• GRANDS MOMENTS DE SOLITUDE 182

    La doublure

     Été 1956. Toute la famille est en vacances à Westende, petite station balnéaire de la côte belge. Mes frères et mes cousins, nettement plus âgés que moi, traînent avec un groupe de jeunes entre 16 et 25 ans, dont je suis bien entendu exclue. A quelques exceptions près, en particulier cette fameuse soirée dans les dunes...

             On buvait du Coca et de la limonade, assis sur le sable. Ça papotait, ça rigolait, ça se bousculait un brin. Comme mon cousin Jeannot (celui de « Jeux interdits ») gratouillait sa guitare, un cercle d’admiratrices s’était formé autour de lui. Du coup, pour faire style, il avait posé le pied sur un siège pliant, son instrument de musique reposant sur sa cuisse nue, puisqu’il ne portait qu’un slip de bain...

             On était économe, dans les familles nombreuses de l’après guerre. En tant que dernier-né d’une fratrie de six enfants, Jeannot héritait des vêtements de ses frères aînés. C’était le cas de ce slip qui, à force de lavages, s’était distendu, de sorte que « quelque chose » dépassait légèrement par l’entrejambes, du côté droit.

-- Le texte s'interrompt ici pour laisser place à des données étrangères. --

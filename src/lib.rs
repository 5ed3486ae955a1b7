//! Emission-aware aggregate production planning.
//!
//! Given a planning horizon, production capacity, a demand distribution and a price on emissions,
//! [`PlanningEngine`] chooses how much to produce in each period so as to balance production cost
//! against the cost of the emissions it causes. Emissions grow with output according to one of
//! several [`EmissionShape`]s. An optional cap on total emissions and sampled demand scenarios are
//! supported.
#![warn(missing_docs)]
pub mod demand;
pub mod emission;
pub mod error;
pub mod input;
pub mod log;
pub mod model;
pub mod planning;
pub mod sweep;
pub mod units;

pub use emission::{EmissionFunction, EmissionShape};
pub use error::{PlanningError, PlanningResult};
pub use model::{ModelParameters, ScenarioPolicy};
pub use planning::{CapStatus, Costs, PlanningEngine, ScenarioOutcome, Solution};

#[cfg(test)]
mod fixture;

             En entendant glousser les filles — auxquelles ce détail n’avait pas échappé —, je m’empressai de leur demander ce qui les amusait tant. Elles rougirent, pouffèrent plus fort, et l’une d’entre elles me chuchota :

             — Va dire à ton cousin qu’on voit la doublure de son maillot.

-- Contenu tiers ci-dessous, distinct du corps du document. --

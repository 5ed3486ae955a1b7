//! Configuration of planning models.
mod parameters;
pub use parameters::{ModelParameters, ScenarioPolicy};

             J’obéis sans penser à mal. Jeannot fronça les sourcils, me fit répéter ; je lui montrai la chose du doigt. Il regarda, perdit contenance, et, ni une ni deux, s’éclipsa sous les explosions de rires de ses copines. 

             Durant le reste des vacances, il fut exécrable avec moi. Je n’en compris les raisons que bien plus tard, quand me furent révélés les envoûtants mystères de l’anatomie virile. Rétrospectivement, je savourai son humiliation. Il y avait une Justice, nom d’un chien !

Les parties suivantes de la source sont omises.